(Beginning of Extracted data)

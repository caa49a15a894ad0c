//! PostgreSQL-backed [`DocumentStore`].
//!
//! Every document is one row of the `documents` table with its fields in a
//! JSONB `body`. Partial updates are compiled into a single `UPDATE`
//! statement, so status changes and comment appends commit together and
//! concurrent appends serialize on the row lock.

use async_trait::async_trait;
use serde_json::Value;
use sqlx::types::Json;
use tokio::sync::Mutex;
use uuid::Uuid;

use crate::document::{Document, DocumentPatch, Fields};
use crate::error::{StoreError, StoreResult};
use crate::store::{DocumentStore, SnapshotHub, Subscription};
use crate::DbPool;

pub struct PgDocumentStore {
    pool: DbPool,
    hub: SnapshotHub,
    /// Serializes snapshot reloads so a stale reload never overwrites a
    /// newer one.
    refresh: Mutex<()>,
}

impl PgDocumentStore {
    pub fn new(pool: DbPool) -> Self {
        Self {
            pool,
            hub: SnapshotHub::default(),
            refresh: Mutex::new(()),
        }
    }

    pub fn pool(&self) -> &DbPool {
        &self.pool
    }

    /// Reload and publish the snapshot of a watched collection.
    ///
    /// The write has already committed at this point; a failed reload is
    /// logged and leaves subscribers on the previous snapshot until the next
    /// write.
    async fn refresh(&self, collection: &str) {
        let _guard = self.refresh.lock().await;
        if !self.hub.is_watched(collection) {
            return;
        }
        match self.list(collection).await {
            Ok(docs) => self.hub.publish(collection, docs),
            Err(e) => {
                tracing::error!(collection, error = %e, "Failed to refresh collection snapshot");
            }
        }
    }
}

#[async_trait]
impl DocumentStore for PgDocumentStore {
    async fn add(&self, collection: &str, fields: Fields) -> StoreResult<String> {
        let id = Uuid::now_v7().to_string();
        sqlx::query("INSERT INTO documents (collection, id, body) VALUES ($1, $2, $3)")
            .bind(collection)
            .bind(&id)
            .bind(Json(fields))
            .execute(&self.pool)
            .await?;
        self.refresh(collection).await;
        Ok(id)
    }

    async fn get(&self, collection: &str, id: &str) -> StoreResult<Option<Document>> {
        let row: Option<(Json<Fields>,)> =
            sqlx::query_as("SELECT body FROM documents WHERE collection = $1 AND id = $2")
                .bind(collection)
                .bind(id)
                .fetch_optional(&self.pool)
                .await?;
        Ok(row.map(|(Json(fields),)| Document::new(id, fields)))
    }

    async fn set(&self, collection: &str, id: &str, fields: Fields) -> StoreResult<()> {
        sqlx::query(
            "INSERT INTO documents (collection, id, body) VALUES ($1, $2, $3) \
             ON CONFLICT (collection, id) DO UPDATE \
             SET body = EXCLUDED.body, updated_at = NOW()",
        )
        .bind(collection)
        .bind(id)
        .bind(Json(fields))
        .execute(&self.pool)
        .await?;
        self.refresh(collection).await;
        Ok(())
    }

    async fn update(&self, collection: &str, id: &str, patch: DocumentPatch) -> StoreResult<()> {
        let statement = UpdateStatement::build(&patch);
        let mut query = sqlx::query(&statement.sql)
            .bind(collection)
            .bind(id)
            .bind(Json(Value::Object(statement.set)));
        for (field, values) in statement.appends {
            query = query.bind(field).bind(Json(Value::Array(values)));
        }

        let result = query.execute(&self.pool).await?;
        if result.rows_affected() == 0 {
            return Err(StoreError::not_found(collection, id));
        }
        self.refresh(collection).await;
        Ok(())
    }

    async fn list(&self, collection: &str) -> StoreResult<Vec<Document>> {
        let rows: Vec<(String, Json<Fields>)> = sqlx::query_as(
            "SELECT id, body FROM documents WHERE collection = $1 ORDER BY created_at, id",
        )
        .bind(collection)
        .fetch_all(&self.pool)
        .await?;
        Ok(rows
            .into_iter()
            .map(|(id, Json(fields))| Document::new(id, fields))
            .collect())
    }

    async fn subscribe(&self, collection: &str) -> StoreResult<Subscription> {
        let _guard = self.refresh.lock().await;
        let docs = if self.hub.is_watched(collection) {
            Vec::new()
        } else {
            self.list(collection).await?
        };
        Ok(self.hub.subscribe(collection, move || docs))
    }

    async fn ping(&self) -> StoreResult<()> {
        crate::health_check(&self.pool).await?;
        Ok(())
    }
}

// ---------------------------------------------------------------------------
// Update statement
// ---------------------------------------------------------------------------

/// SQL for one [`DocumentPatch`] plus the values to bind after the fixed
/// `$1` collection, `$2` id and `$3` set-object parameters.
#[derive(Debug)]
struct UpdateStatement {
    sql: String,
    set: Fields,
    /// One entry per appended field, values in append order. Each binds as
    /// a field-name parameter followed by a JSONB array parameter.
    appends: Vec<(String, Vec<Value>)>,
}

impl UpdateStatement {
    fn build(patch: &DocumentPatch) -> Self {
        let mut appends: Vec<(String, Vec<Value>)> = Vec::new();
        for (field, value) in &patch.append {
            match appends.iter_mut().find(|(name, _)| name == field) {
                Some((_, values)) => values.push(value.clone()),
                None => appends.push((field.clone(), vec![value.clone()])),
            }
        }

        let mut expr = String::from("body || $3::jsonb");
        for (n, (field, _)) in appends.iter().enumerate() {
            let name = 4 + n * 2;
            let values = name + 1;
            // A field overwritten by the same patch appends onto its new value.
            let base = if patch.set.contains_key(field) {
                "$3::jsonb"
            } else {
                "body"
            };
            expr = format!(
                "jsonb_set({expr}, ARRAY[${name}::text], \
                 COALESCE(NULLIF({base} -> ${name}::text, 'null'::jsonb), '[]'::jsonb) \
                 || ${values}::jsonb)"
            );
        }

        let sql = format!(
            "UPDATE documents SET body = {expr}, updated_at = NOW() \
             WHERE collection = $1 AND id = $2"
        );

        Self {
            sql,
            set: patch.set.clone(),
            appends,
        }
    }
}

(End of Extracted data)

[Task requirements]: Your reply must contain each entry, reproduced exactly.

[Exercise response]:
repository caa49a15a894ad0c
//! PostgreSQL-backed [`DocumentStore`].
//!
//! Every document is one row of the `documents` table with its fields in a
//! JSONB `body`. Partial updates are compiled into a single `UPDATE`
//! statement, so status changes and comment appends commit together and
//! concurrent appends serialize on the row lock.

use async_trait::async_trait;
use serde_json::Value;
use sqlx::types::Json;
use tokio::sync::Mutex;
use uuid::Uuid;

use crate::document::{Document, DocumentPatch, Fields};
use crate::error::{StoreError, StoreResult};
use crate::store::{DocumentStore, SnapshotHub, Subscription};
use crate::DbPool;

pub struct PgDocumentStore {
    pool: DbPool,
    hub: SnapshotHub,
    /// Serializes snapshot reloads so a stale reload never overwrites a
    /// newer one.
    refresh: Mutex<()>,
}

impl PgDocumentStore {
    pub fn new(pool: DbPool) -> Self {
        Self {
            pool,
            hub: SnapshotHub::default(),
            refresh: Mutex::new(()),
        }
    }

    pub fn pool(&self) -> &DbPool {
        &self.pool
    }

    /// Reload and publish the snapshot of a watched collection.
    ///
    /// The write has already committed at this point; a failed reload is
    /// logged and leaves subscribers on the previous snapshot until the next
    /// write.
    async fn refresh(&self, collection: &str) {
        let _guard = self.refresh.lock().await;
        if !self.hub.is_watched(collection) {
            return;
        }
        match self.list(collection).await {
            Ok(docs) => self.hub.publish(collection, docs),
            Err(e) => {
                tracing::error!(collection, error = %e, "Failed to refresh collection snapshot");
            }
        }
    }
}

#[async_trait]
impl DocumentStore for PgDocumentStore {
    async fn add(&self, collection: &str, fields: Fields) -> StoreResult<String> {
        let id = Uuid::now_v7().to_string();
        sqlx::query("INSERT INTO documents (collection, id, body) VALUES ($1, $2, $3)")
            .bind(collection)
            .bind(&id)
            .bind(Json(fields))
            .execute(&self.pool)
            .await?;
        self.refresh(collection).await;
        Ok(id)
    }

    async fn get(&self, collection: &str, id: &str) -> StoreResult<Option<Document>> {
        let row: Option<(Json<Fields>,)> =
            sqlx::query_as("SELECT body FROM documents WHERE collection = $1 AND id = $2")
                .bind(collection)
                .bind(id)
                .fetch_optional(&self.pool)
                .await?;
        Ok(row.map(|(Json(fields),)| Document::new(id, fields)))
    }

    async fn set(&self, collection: &str, id: &str, fields: Fields) -> StoreResult<()> {
        sqlx::query(
            "INSERT INTO documents (collection, id, body) VALUES ($1, $2, $3) \
             ON CONFLICT (collection, id) DO UPDATE \
             SET body = EXCLUDED.body, updated_at = NOW()",
        )
        .bind(collection)
        .bind(id)
        .bind(Json(fields))
        .execute(&self.pool)
        .await?;
        self.refresh(collection).await;
        Ok(())
    }

    async fn update(&self, collection: &str, id: &str, patch: DocumentPatch) -> StoreResult<()> {
        let statement = UpdateStatement::build(&patch);
        let mut query = sqlx::query(&statement.sql)
            .bind(collection)
            .bind(id)
            .bind(Json(Value::Object(statement.set)));
        for (field, values) in statement.appends {
            query = query.bind(field).bind(Json(Value::Array(values)));
        }

        let result = query.execute(&self.pool).await?;
        if result.rows_affected() == 0 {
            return Err(StoreError::not_found(collection, id));
        }
        self.refresh(collection).await;
        Ok(())
    }

    async fn list(&self, collection: &str) -> StoreResult<Vec<Document>> {
        let rows: Vec<(String, Json<Fields>)> = sqlx::query_as(
            "SELECT id, body FROM documents WHERE collection = $1 ORDER BY created_at, id",
        )
        .bind(collection)
        .fetch_all(&self.pool)
        .await?;
        Ok(rows
            .into_iter()
            .map(|(id, Json(fields))| Document::new(id, fields))
            .collect())
    }

    async fn subscribe(&self, collection: &str) -> StoreResult<Subscription> {
        let _guard = self.refresh.lock().await;
        let docs = if self.hub.is_watched(collection) {
            Vec::new()
        } else {
            self.list(collection).await?
        };
        Ok(self.hub.subscribe(collection, move || docs))
    }

    async fn ping(&self) -> StoreResult<()> {
        crate::health_check(&self.pool).await?;
        Ok(())
    }
}

// ---------------------------------------------------------------------------
// Update statement
// ---------------------------------------------------------------------------

/// SQL for one [`DocumentPatch`] plus the values to bind after the fixed
/// `$1` collection, `$2` id and `$3` set-object parameters.
#[derive(Debug)]
struct UpdateStatement {
    sql: String,
    set: Fields,
    /// One entry per appended field, values in append order. Each binds as
    /// a field-name parameter followed by a JSONB array parameter.
    appends: Vec<(String, Vec<Value>)>,
}

impl UpdateStatement {
    fn build(patch: &DocumentPatch) -> Self {
        let mut appends: Vec<(String, Vec<Value>)> = Vec::new();
        for (field, value) in &patch.append {
            match appends.iter_mut().find(|(name, _)| name == field) {
                Some((_, values)) => values.push(value.clone()),
                None => appends.push((field.clone(), vec![value.clone()])),
            }
        }

        let mut expr = String::from("body || $3::jsonb");
        for (n, (field, _)) in appends.iter().enumerate() {
            let name = 4 + n * 2;
            let values = name + 1;
            // A field overwritten by the same patch appends onto its new value.
            let base = if patch.set.contains_key(field) {
                "$3::jsonb"
            } else {
                "body"
            };
            expr = format!(
                "jsonb_set({expr}, ARRAY[${name}::text], \
                 COALESCE(NULLIF({base} -> ${name}::text, 'null'::jsonb), '[]'::jsonb) \
                 || ${values}::jsonb)"
            );
        }

        let sql = format!(
            "UPDATE documents SET body = {expr}, updated_at = NOW() \
             WHERE collection = $1 AND id = $2"
        );

        Self {
            sql,
            set: patch.set.clone(),
            appends,
        }
    }
}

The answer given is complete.